Development of a Bayesian-Based Framework for Identification of Most Probable Biochemical Reaction Network | AIChE

Development of a Bayesian-Based Framework for Identification of Most Probable Biochemical Reaction Network

Authors 

Knorr, A. L. - Presenter, University of Connecticut
Srivastava, R. - Presenter, University of Connecticut


When postulating the topology of a biochemical reaction network, multiple network architectures may be feasible. Identification of the correct network is not a trivial task. Using the technique of model discrimination (Stewart, Shon et al. 1998) it is possible to determine which network is most probable. Model discrimination is a Bayesian-based method in which the most likely network is determined from a pool of networks where experimental data for the system of interest is given. A framework is developed for carrying out model discrimination for an arbitrary number of biochemical reaction networks in order to identify the most probable one. Stochastic or deterministic reaction networks may be compared.

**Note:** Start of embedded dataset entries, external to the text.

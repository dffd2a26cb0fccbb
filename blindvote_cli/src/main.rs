use clap::{App, Arg, SubCommand};
use num_enum::TryFromPrimitive;

mod command_keygen;
mod command_run;
mod config;

use command_keygen::command_keygen;
use command_run::command_run;

#[derive(TryFromPrimitive, PartialEq, Copy, Clone, Debug)]
#[repr(u8)]
pub enum Verbosity {
    Silent = 0,
    Error = 1,
    Warn = 2,
    Info = 3,
    Debug = 4,
}

impl Verbosity {
    fn filter(self) -> &'static str {
        match self {
            Verbosity::Silent => "off",
            Verbosity::Error => "error",
            Verbosity::Warn => "warn",
            Verbosity::Info => "info",
            Verbosity::Debug => "debug",
        }
    }
}

fn main() {
    let matches = App::new("blindvote")
        .version("0.1")
        .about("Runs an RSA blind-signature election")
        .arg(
            Arg::with_name("v")
                .short("v")
                .multiple(true)
                .global(true)
                .help("Sets the level of verbosity"),
        )
        .arg(
            Arg::with_name("quiet")
                .short("q")
                .long("quiet")
                .global(true)
                .help("Only print results"),
        )
        .subcommand(
            SubCommand::with_name("keygen")
                .about("Generate an election authority key")
                .arg(
                    Arg::with_name("bits")
                        .long("bits")
                        .takes_value(true)
                        .default_value("1024")
                        .help("Modulus size in bits"),
                ),
        )
        .subcommand(
            SubCommand::with_name("run")
                .about("Run an election: issue credentials, cast votes, apply revisions")
                .arg(
                    Arg::with_name("CONFIG")
                        .index(1)
                        .required(false)
                        .help("Election config in JSON - can also be set with BLINDVOTE_CONFIG"),
                )
                .arg(
                    Arg::with_name("vote")
                        .long("vote")
                        .takes_value(true)
                        .multiple(true)
                        .number_of_values(1)
                        .value_name("ID:CANDIDATE")
                        .help("Initial vote for a voter"),
                )
                .arg(
                    Arg::with_name("revise")
                        .long("revise")
                        .takes_value(true)
                        .multiple(true)
                        .number_of_values(1)
                        .value_name("ID:CANDIDATE")
                        .help("Revision, applied in order after all initial votes"),
                )
                .arg(
                    Arg::with_name("random")
                        .long("random")
                        .help("Every roster voter without a --vote picks a random candidate"),
                ),
        )
        .get_matches();

    // Global flags given after the subcommand only show up in its matches
    let sub = matches.subcommand().1;
    let quiet = matches.is_present("quiet") || sub.map_or(false, |m| m.is_present("quiet"));
    let count = matches
        .occurrences_of("v")
        .max(sub.map_or(0, |m| m.occurrences_of("v")));

    let verbosity = if quiet {
        Verbosity::Silent
    } else {
        let level = 2 + count.min(2) as u8;
        Verbosity::try_from_primitive(level).unwrap_or(Verbosity::Debug)
    };
    init_tracing(verbosity);

    let config = config::Config::from_env();

    // Subcommands
    if let Some(matches) = matches.subcommand_matches("keygen") {
        command_keygen(matches);
        std::process::exit(0);
    }
    if let Some(matches) = matches.subcommand_matches("run") {
        command_run(matches, &config);
        std::process::exit(0);
    }

    eprintln!("blindvote: no subcommand given, try --help");
    std::process::exit(1);
}

/// RUST_LOG wins over -v when both are given
fn init_tracing(verbosity: Verbosity) {
    use tracing_subscriber::EnvFilter;

    let filter = EnvFilter::try_from_default_env()
        .unwrap_or_else(|_| EnvFilter::new(verbosity.filter()));

    tracing_subscriber::fmt()
        .with_env_filter(filter)
        .with_writer(std::io::stderr)
        .init();
}

/// Expand `~` and environment variables in a path
pub fn expand(input: &str) -> String {
    match shellexpand::full(input) {
        Ok(expanded) => expanded.into_owned(),
        Err(_) => input.to_owned(),
    }
}
use crate::*;
use num_enum::TryFromPrimitive;
use std::convert::TryFrom;
use std::fmt;
use std::str::FromStr;

/// Identifier of a voter on the eligibility roster
pub type VoterId = u32;

/// Identifier of a candidate on the ballot
pub type CandidateId = u32;

/// Separator between fields of a cast payload
pub const FIELD_SEPARATOR: char = ';';

/// How an absent credential is written on the wire
pub const ABSENT_CREDENTIAL: &str = "None";

/// Whether a cast is a first vote or replaces an earlier one for the same mark
#[derive(
    Serialize, Deserialize, Debug, Clone, Copy, PartialEq, Eq, Hash, TryFromPrimitive,
)]
#[serde(rename_all = "snake_case")]
#[repr(u8)]
pub enum CastMode {
    Initial = 1,
    Revision = 2,
}

impl fmt::Display for CastMode {
    fn fmt(&self, f: &mut fmt::Formatter) -> fmt::Result {
        write!(f, "{}", *self as u8)
    }
}

/// The plaintext record a voter submits to the ballot box.
///
/// On the wire: `<mark>;<credential>;<candidate>;<mode>`, integers in decimal.
/// Carries no voter id.
#[derive(Debug, Clone, PartialEq, Eq)]
pub struct CastPayload {
    pub mark: BigUint,
    pub credential: Option<BigUint>,
    pub candidate: CandidateId,
    pub mode: CastMode,
}

impl fmt::Display for CastPayload {
    fn fmt(&self, f: &mut fmt::Formatter) -> fmt::Result {
        let sep = FIELD_SEPARATOR;
        match &self.credential {
            Some(credential) => write!(f, "{}{}{}", self.mark, sep, credential)?,
            None => write!(f, "{}{}{}", self.mark, sep, ABSENT_CREDENTIAL)?,
        }
        write!(f, "{}{}{}{}", sep, self.candidate, sep, self.mode)
    }
}

impl FromStr for CastPayload {
    type Err = Error;

    /// Parse a decrypted record.
    ///
    /// A credential field that is absent or not a number parses as `None`;
    /// the ballot box reports that as an ineligible voter.
    fn from_str(record: &str) -> Result<Self, Self::Err> {
        let mut fields = record.split(FIELD_SEPARATOR);

        let mark = required(&mut fields, "mark")?;
        let credential = required(&mut fields, "credential").ok();
        let candidate = required(&mut fields, "candidate")?;
        let mode = required(&mut fields, "mode")?;
        if fields.next().is_some() {
            return Err(PayloadDefect::TrailingFields.into());
        }

        let mark = mark
            .parse::<BigUint>()
            .map_err(|_| PayloadDefect::BadNumber("mark"))?;
        let credential = credential.and_then(|c| c.parse::<BigUint>().ok());
        let candidate = candidate
            .parse::<CandidateId>()
            .map_err(|_| PayloadDefect::BadNumber("candidate"))?;
        let mode = mode
            .parse::<u8>()
            .ok()
            .and_then(|tag| CastMode::try_from(tag).ok())
            .ok_or_else(|| PayloadDefect::BadMode(mode.to_owned()))?;

        Ok(CastPayload {
            mark,
            credential,
            candidate,
            mode,
        })
    }
}

fn required<'a, I>(fields: &mut I, name: &'static str) -> Result<&'a str, Error>
where
    I: Iterator<Item = &'a str>,
{
    match fields.next() {
        Some(field) if !field.is_empty() => Ok(field),
        _ => Err(PayloadDefect::MissingField(name).into()),
    }
}

#[cfg(test)]
mod tests {
    use super::*;

    #[test]
    fn wire_format() {
        let payload = CastPayload {
            mark: BigUint::from(31337u32),
            credential: Some(BigUint::from(424242u32)),
            candidate: 2,
            mode: CastMode::Revision,
        };
        assert_eq!(payload.to_string(), "31337;424242;2;2");
        assert_eq!("31337;424242;2;2".parse::<CastPayload>().unwrap(), payload);

        let absent = CastPayload {
            credential: None,
            mode: CastMode::Initial,
            ..payload
        };
        assert_eq!(absent.to_string(), "31337;None;2;1");
        assert_eq!("31337;None;2;1".parse::<CastPayload>().unwrap(), absent);
    }

    #[test]
    fn garbage_credential_is_treated_as_absent() {
        let payload: CastPayload = "12000;xyz;1;1".parse().unwrap();
        assert!(payload.credential.is_none());
    }

    #[test]
    fn malformed_records() {
        let defect = |record: &str| match record.parse::<CastPayload>() {
            Err(Error::MalformedPayload(defect)) => defect,
            other => panic!("expected malformed payload for {:?}, got {:?}", record, other),
        };

        assert_eq!(defect(""), PayloadDefect::MissingField("mark"));
        assert_eq!(defect("12000;1"), PayloadDefect::MissingField("candidate"));
        assert_eq!(defect("12000;1;3"), PayloadDefect::MissingField("mode"));
        assert_eq!(defect("abc;1;3;1"), PayloadDefect::BadNumber("mark"));
        assert_eq!(defect("12000;1;x;1"), PayloadDefect::BadNumber("candidate"));
        assert_eq!(defect("12000;1;3;7"), PayloadDefect::BadMode("7".to_owned()));
        assert_eq!(defect("12000;1;3;1;9"), PayloadDefect::TrailingFields);
    }

    #[test]
    fn mode_tags() {
        assert_eq!(CastMode::try_from(1u8).unwrap(), CastMode::Initial);
        assert_eq!(CastMode::try_from(2u8).unwrap(), CastMode::Revision);
        assert!(CastMode::try_from(0u8).is_err());
    }
}
use crate::*;

use std::fmt;
use thiserror::Error;

/// Error types
#[derive(Debug, Error)]
pub enum Error {
    #[error("blindvote: voter {id} is not an eligible voter: {reason}")]
    IneligibleVoter { id: VoterId, reason: IneligibleReason },

    #[error("blindvote: voter {0} has already been issued a credential")]
    DuplicateRequest(VoterId),

    #[error("blindvote: blinding factor is not invertible modulo N")]
    NoInverse,

    #[error("blindvote: candidate {0} is not on the ballot")]
    UnknownCandidate(CandidateId),

    #[error("blindvote: malformed ballot: {0}")]
    MalformedPayload(PayloadDefect),

    #[error("blindvote: credential does not verify against the mark")]
    InvalidSignature,

    #[error("blindvote: failed to decrypt ballot")]
    Decryption,

    #[error("blindvote: invalid election config: {0}")]
    InvalidConfig(String),

    #[error("blindvote: RSA error: {0}")]
    RSAError(#[from] rsa::Error),

    #[error("blindvote: JSON error reading config: {0}")]
    JSONDeserialization(#[from] serde_json::Error),

    #[error("blindvote: io error: {0}")]
    Io(#[from] std::io::Error),
}

/// Why a credential request was refused
#[derive(Debug, Clone, Copy, PartialEq, Eq)]
pub enum IneligibleReason {
    NotOnRoster,
    BadLivenessProof,
    KeyMismatch,
}

impl fmt::Display for IneligibleReason {
    fn fmt(&self, f: &mut fmt::Formatter) -> fmt::Result {
        match self {
            IneligibleReason::NotOnRoster => write!(f, "id is not on the roster"),
            IneligibleReason::BadLivenessProof => write!(f, "liveness signature did not verify"),
            IneligibleReason::KeyMismatch => {
                write!(f, "claimed key does not match the identity directory")
            }
        }
    }
}

/// What was wrong with a decrypted cast payload
#[derive(Debug, Clone, PartialEq, Eq)]
pub enum PayloadDefect {
    NotUtf8,
    MissingField(&'static str),
    BadNumber(&'static str),
    BadMode(String),
    TrailingFields,
    MissingCredential,
    MarkOutOfRange,
    NoPriorBallot,
    AlreadyCast,
}

impl fmt::Display for PayloadDefect {
    fn fmt(&self, f: &mut fmt::Formatter) -> fmt::Result {
        match self {
            PayloadDefect::NotUtf8 => write!(f, "payload is not valid UTF-8"),
            PayloadDefect::MissingField(field) => write!(f, "missing field `{}`", field),
            PayloadDefect::BadNumber(field) => write!(f, "field `{}` is not a number", field),
            PayloadDefect::BadMode(mode) => write!(f, "unknown mode `{}`", mode),
            PayloadDefect::TrailingFields => write!(f, "unexpected trailing fields"),
            PayloadDefect::MissingCredential => write!(f, "voter is not on the list"),
            PayloadDefect::MarkOutOfRange => write!(f, "mark was not drawn from the election's range"),
            PayloadDefect::NoPriorBallot => write!(f, "revision for a mark with no recorded vote"),
            PayloadDefect::AlreadyCast => write!(f, "initial vote for a mark that already voted"),
        }
    }
}

impl From<PayloadDefect> for Error {
    fn from(defect: PayloadDefect) -> Self {
        Error::MalformedPayload(defect)
    }
}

The framework is used to evaluate different postulated reaction networks of HIV-1 viral dynamics, as well as different postulated reaction networks of diabetes physiology. Each of the HIV-1 reaction networks accounts for some combination of infected cells, uninfected cells, free virus, and/or immune response. Interestingly, due to the high variance in the viral levels, any model incorporating free virus as a variable is heavily penalized. For the diabetes models, each of the reaction networks evaluated posits the existence of a hypothetical compartment to account for the efficiency of insulin usage. After identifying the most probable reaction network, it is possible to determine which prediction of insulin efficiency is most likely. Note that the insulin efficiency is virtually impossible to measure under normal circumstances.

Given these results, it can be seen that the developed framework may be used to identify likely biochemical reaction networks, as well as elucidate other qualities of networks based on which network is identified and which is ruled out.

References

Stewart, W. E., Y. Shon, et al. (1998). "Discrimination and Goodness of Fit of Multiresponse Mechanistic Models." AIChE Journal 44(6): 1404-1412.